Running Chatwoot in production means operating a moderately complex stack: a Rails application server (Puma), PostgreSQL, Redis, Sidekiq workers for background jobs, and ActionCable for WebSockets. Official Docker Compose files are provided for single-node deployments, and a Helm chart supports Kubernetes for teams that need horizontal scaling. You are responsible for database backups, Redis persistence, SSL termination, and version upgrades. Releases ship roughly monthly and occasionally include database migrations that must be run in order; skipping multiple versions can complicate upgrades. The team actively maintains upgrade guides, but the operational burden is higher than a typical stateless web app.

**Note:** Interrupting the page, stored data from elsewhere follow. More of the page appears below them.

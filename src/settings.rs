use crate::errors::AppResult;
use once_cell::sync::Lazy;
use serde::{Deserialize, Serialize};
use std::fs;
use std::path::Path;

pub const FILE_HANDLER_ID: &str = "StatWrap.FileHandler";
pub const PROJECT_LIST_FILE: &str = ".statwrap-projects.json";
pub const PROJECT_DESCRIPTOR_FILE: &str = ".statwrap-project.json";

static DEFAULT_SETTINGS: Lazy<CoreSettings> = Lazy::new(CoreSettings::default);

pub fn default_settings() -> &'static CoreSettings {
    &DEFAULT_SETTINGS
}

#[derive(Debug, Clone, PartialEq, Eq, Serialize, Deserialize)]
#[serde(rename_all = "camelCase")]
pub struct CodeHandler {
    pub handler_id: String,
    pub language: String,
}

impl CodeHandler {
    fn new(handler_id: &str, language: &str) -> Self {
        Self {
            handler_id: handler_id.to_string(),
            language: language.to_string(),
        }
    }
}

#[derive(Debug, Clone, PartialEq, Eq, Serialize, Deserialize)]
#[serde(default, rename_all = "camelCase")]
pub struct CoreSettings {
    pub file_handler_id: String,
    pub project_list_file: String,
    pub project_descriptor_file: String,
    pub code_handlers: Vec<CodeHandler>,
}

impl Default for CoreSettings {
    fn default() -> Self {
        Self {
            file_handler_id: FILE_HANDLER_ID.to_string(),
            project_list_file: PROJECT_LIST_FILE.to_string(),
            project_descriptor_file: PROJECT_DESCRIPTOR_FILE.to_string(),
            code_handlers: vec![
                CodeHandler::new("StatWrap.PythonHandler", "python"),
                CodeHandler::new("StatWrap.RHandler", "r"),
                CodeHandler::new("StatWrap.SASHandler", "sas"),
                CodeHandler::new("StatWrap.StataHandler", "stata"),
            ],
        }
    }
}

impl CoreSettings {
    /// Reads settings from a JSON file. A missing file yields the defaults.
    pub fn load(path: &Path) -> AppResult<Self> {
        if !path.is_file() {
            tracing::debug!(path = %path.to_string_lossy(), "settings file not found; using defaults");
            return Ok(Self::default());
        }
        let bytes = fs::read(path)?;
        Ok(serde_json::from_slice(&bytes)?)
    }

    pub fn merged(&self, update: serde_json::Value) -> AppResult<Self> {
        let mut merged = serde_json::to_value(self)?;
        merge_json(&mut merged, update);
        Ok(serde_json::from_value(merged)?)
    }
}

fn merge_json(target: &mut serde_json::Value, update: serde_json::Value) {
    match (target, update) {
        (serde_json::Value::Object(target_map), serde_json::Value::Object(update_map)) => {
            for (key, value) in update_map {
                merge_json(target_map.entry(key).or_insert(serde_json::Value::Null), value);
            }
        }
        (target, update) => {
            *target = update;
        }
    }
}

Chatwoot’s managed cloud tier at chatwoot.com removes infrastructure concerns entirely and adds enterprise-grade SLAs, managed upgrades, and built-in high availability. Beyond convenience, the cloud Business and Enterprise plans include features gated behind the enterprise license in self-hosted deployments: Assignment V2 for intelligent workload balancing, SAML SSO, custom agent roles, audit logs, CSAT review notes, and advanced reporting APIs. Teams evaluating self-hosting should assess whether the operational overhead justifies the cost savings and data-residency benefits compared to the managed offering, particularly given that the open-source core already covers the vast majority of customer support workflows.